Go through the material below and return each line with the string "Result" in it.

• _Provided data_
....
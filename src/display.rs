//! Display shell: shows a rendered canvas in a window until it is closed.
//!
//! The window system is modelled as a blocking source of events. The event
//! loop handles one event at a time and copies the frame into the window on
//! every repaint request; the frame is never modified while displayed.

use crate::canvas::Canvas;
use crate::error::Result;
use log::{debug, info};
use minifb::{Window, WindowOptions};
use std::time::Duration;

/// Delay between repaints of the production window.
const REPAINT_INTERVAL: Duration = Duration::from_millis(33);

/// Events the display shell reacts to.
#[derive(Debug, Clone, Copy, PartialEq, Eq)]
pub enum WindowEvent {
    /// The window contents need to be redrawn.
    Expose,
    /// The user closed the window.
    Close,
}

/// A window that can report events and receive pixel data.
pub trait WindowSystem {
    /// Blocks until the next event is available.
    fn next_event(&mut self) -> WindowEvent;

    /// Copies `frame` into the window.
    fn blit(&mut self, frame: &Frame) -> Result<()>;
}

/// Canvas pixels packed as `0x00RRGGBB`, ready to be copied to a window.
#[derive(Debug, Clone, PartialEq, Eq)]
pub struct Frame {
    pixels: Vec<u32>,
    width: usize,
    height: usize,
}

impl Frame {
    pub fn from_canvas(canvas: &Canvas) -> Self {
        let pixels = canvas
            .as_image()
            .pixels()
            .map(|p| {
                let [r, g, b] = p.0;
                (u32::from(r) << 16) | (u32::from(g) << 8) | u32::from(b)
            })
            .collect();

        Frame {
            pixels,
            width: canvas.width() as usize,
            height: canvas.height() as usize,
        }
    }

    pub fn pixels(&self) -> &[u32] {
        &self.pixels
    }

    pub fn width(&self) -> usize {
        self.width
    }

    pub fn height(&self) -> usize {
        self.height
    }
}

/// Services window events until the window is closed.
///
/// Returns the number of repaints performed. A failed blit ends the loop
/// with that error.
pub fn run_event_loop<W: WindowSystem>(window: &mut W, frame: &Frame) -> Result<usize> {
    let mut repaints = 0;

    loop {
        match window.next_event() {
            WindowEvent::Expose => {
                window.blit(frame)?;
                repaints += 1;
            }
            WindowEvent::Close => {
                debug!("Window closed after {} repaints", repaints);
                return Ok(repaints);
            }
        }
    }
}

/// On-screen window backed by `minifb`.
///
/// minifb has no expose notification, so every paced tick while the window
/// is open counts as a repaint request.
pub struct MinifbWindow {
    window: Window,
}

impl MinifbWindow {
    /// Opens a fixed-size window.
    pub fn open(title: &str, width: usize, height: usize) -> Result<Self> {
        let mut window = Window::new(title, width, height, WindowOptions::default())?;
        window.limit_update_rate(Some(REPAINT_INTERVAL));
        info!("Opened {}x{} window \"{}\"", width, height, title);
        Ok(MinifbWindow { window })
    }
}

impl WindowSystem for MinifbWindow {
    fn next_event(&mut self) -> WindowEvent {
        if self.window.is_open() {
            WindowEvent::Expose
        } else {
            WindowEvent::Close
        }
    }

    fn blit(&mut self, frame: &Frame) -> Result<()> {
        self.window
            .update_with_buffer(frame.pixels(), frame.width(), frame.height())?;
        Ok(())
    }
}
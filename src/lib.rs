//! # Polyplot
//!
//! Reads polylines from a CSV file, scales them by a zoom factor and shows
//! them as black strokes in a fixed 1800x1000 window.
//!
//! ## Pipeline
//!
//! - **Arguments**: [`Invocation`] resolves the file path and zoom factor
//! - **Loading**: [`LineLoader`] turns each CSV row into a scaled [`Polyline`]
//! - **Rendering**: [`render`] strokes every polyline onto an off-screen [`Canvas`]
//! - **Display**: [`run_event_loop`] copies the canvas into a window on each
//!   repaint until the window is closed
//!
//! ## Example
//!
//! ```
//! use polyplot::{render, LineLoader, ZoomFactor};
//! use std::io::Cursor;
//!
//! let lines = LineLoader::new(ZoomFactor::new(2.0))
//!     .load_reader(Cursor::new("0,0,5,5\n1,1,2,8\n"))
//!     .unwrap();
//! assert_eq!(lines[1].values(), &[2.0, 2.0, 4.0, 16.0]);
//!
//! let canvas = render(&lines);
//! assert_eq!((canvas.width(), canvas.height()), (1800, 1000));
//! ```

pub mod args;
pub mod canvas;
pub mod display;
pub mod error;
pub mod loader;
pub mod polyline;
pub mod render;
pub mod zoom;

pub use args::{Invocation, USAGE_MESSAGE};
pub use canvas::{Canvas, Pen};
pub use display::{run_event_loop, Frame, MinifbWindow, WindowEvent, WindowSystem};
pub use error::{PlotError, Result};
pub use loader::LineLoader;
pub use polyline::{LineSet, Polyline};
pub use render::{render, CANVAS_HEIGHT, CANVAS_WIDTH};
pub use zoom::ZoomFactor;
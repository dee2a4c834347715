//! # Extension Config Discovery
//!
//! Pull-based, de-duplicated distribution of extension configurations from a
//! remote config source to the listener slots that consume them.
//!
//! One [`FilterConfigSubscription`] exists per (config source, filter config
//! name) pair and owns the last-known-good config. Any number of
//! [`DynamicFilterConfigProvider`]s attach to it, one per listener filter
//! slot, each enforcing its own type-URL whitelist and terminal-placement
//! constraint. The [`FilterConfigProviderManager`] interns subscriptions and
//! coordinates warm-up against the listener init manager.
//!
//! The wire protocol is not this module's concern: a transport implementing
//! [`ConfigSubscription`] is armed with the resource name and delivers
//! already-decoded updates back into the subscription.

mod manager;
mod provider;
mod subscription;

pub use manager::FilterConfigProviderManager;
pub use provider::DynamicFilterConfigProvider;
pub use subscription::{FilterConfigSubscription, LastConfig};

use crate::observability::metrics::get_metrics;
use envoy_types::pb::envoy::config::core::v3::{ConfigSource, TypedExtensionConfig};
use std::sync::atomic::{AtomicU64, Ordering};
use std::sync::{Arc, Mutex};

/// Resource type consumed by every filter config subscription
pub const EXTENSION_CONFIG_TYPE_URL: &str =
    "type.googleapis.com/envoy.config.core.v3.TypedExtensionConfig";

/// A decoded resource delivered by the subscription transport
#[derive(Debug, Clone)]
pub struct DecodedResource {
    pub resource: TypedExtensionConfig,
    pub version: String,
}

/// Why a config update could not be applied
#[derive(Debug, Clone, Copy, PartialEq, Eq)]
pub enum ConfigUpdateFailureReason {
    /// The transport lost its connection to the config source
    ConnectionFailure,
    /// The initial fetch timed out
    FetchTimedOut,
    /// The delivered update was rejected
    UpdateRejected,
}

/// Identity of a subscription: the canonical serialized config source plus
/// the filter config name. Keying on the serialized source (rather than a
/// hash of it) means unrelated subscriptions can never alias.
#[derive(Debug, Clone, PartialEq, Eq, Hash)]
pub struct SubscriptionKey {
    pub config_source: Vec<u8>,
    pub filter_config_name: String,
}

/// A long-lived transport for one resource subscription. Reconnects and
/// backoff are the transport's concern; the core only arms it.
pub trait ConfigSubscription: Send + Sync {
    /// Arm the subscription for the given resource names
    fn start(&self, resource_names: Vec<String>);
}

/// Produces subscription transports from config sources
pub trait SubscriptionFactory: Send + Sync {
    fn create(
        &self,
        config_source: &ConfigSource,
        resource_type_url: &str,
    ) -> Box<dyn ConfigSubscription>;
}

/// A transport that records started resource names and otherwise does
/// nothing. Useful when updates are fed into the subscription directly.
#[derive(Default)]
pub struct NullSubscriptionFactory {
    started: Arc<Mutex<Vec<String>>>,
}

impl NullSubscriptionFactory {
    pub fn new() -> Self {
        Self::default()
    }

    /// Resource names started across all transports created by this factory
    pub fn started_resources(&self) -> Vec<String> {
        self.started.lock().map(|names| names.clone()).unwrap_or_default()
    }
}

struct NullSubscription {
    started: Arc<Mutex<Vec<String>>>,
}

impl ConfigSubscription for NullSubscription {
    fn start(&self, resource_names: Vec<String>) {
        if let Ok(mut started) = self.started.lock() {
            started.extend(resource_names);
        }
    }
}

impl SubscriptionFactory for NullSubscriptionFactory {
    fn create(
        &self,
        _config_source: &ConfigSource,
        _resource_type_url: &str,
    ) -> Box<dyn ConfigSubscription> {
        Box::new(NullSubscription { started: self.started.clone() })
    }
}

/// Per-subscription counters, scoped
/// `"{stat_prefix}extension_config_discovery.{name}."`. Kept as atomics so
/// they are readable in process; mirrored onto the metrics registry.
#[derive(Debug)]
pub struct ExtensionDiscoveryStats {
    resource: String,
    scope: String,
    config_reload: AtomicU64,
    config_fail: AtomicU64,
    config_conflict: AtomicU64,
}

impl ExtensionDiscoveryStats {
    pub fn new(stat_prefix: &str, resource: &str) -> Self {
        Self {
            resource: resource.to_string(),
            scope: format!("{}extension_config_discovery.{}.", stat_prefix, resource),
            config_reload: AtomicU64::new(0),
            config_fail: AtomicU64::new(0),
            config_conflict: AtomicU64::new(0),
        }
    }

    /// Metric scope prefix for this subscription
    pub fn scope(&self) -> &str {
        &self.scope
    }

    pub fn inc_config_reload(&self) {
        self.config_reload.fetch_add(1, Ordering::Relaxed);
        if let Some(metrics) = get_metrics() {
            metrics.record_config_reload(&self.resource);
        }
    }

    pub fn inc_config_fail(&self) {
        self.config_fail.fetch_add(1, Ordering::Relaxed);
        if let Some(metrics) = get_metrics() {
            metrics.record_config_fail(&self.resource);
        }
    }

    pub fn inc_config_conflict(&self) {
        self.config_conflict.fetch_add(1, Ordering::Relaxed);
        if let Some(metrics) = get_metrics() {
            metrics.record_config_conflict(&self.resource);
        }
    }

    pub fn config_reload(&self) -> u64 {
        self.config_reload.load(Ordering::Relaxed)
    }

    pub fn config_fail(&self) -> u64 {
        self.config_fail.load(Ordering::Relaxed)
    }

    pub fn config_conflict(&self) -> u64 {
        self.config_conflict.load(Ordering::Relaxed)
    }
}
....
• _Your solution_
use crate::error::Result;
    fn blit(&mut self, frame: &Frame) -> Result<()>;
pub fn run_event_loop<W: WindowSystem>(window: &mut W, frame: &Frame) -> Result<usize> {
    pub fn open(title: &str, width: usize, height: usize) -> Result<Self> {
    fn blit(&mut self, frame: &Frame) -> Result<()> {
pub use error::{PlotError, Result};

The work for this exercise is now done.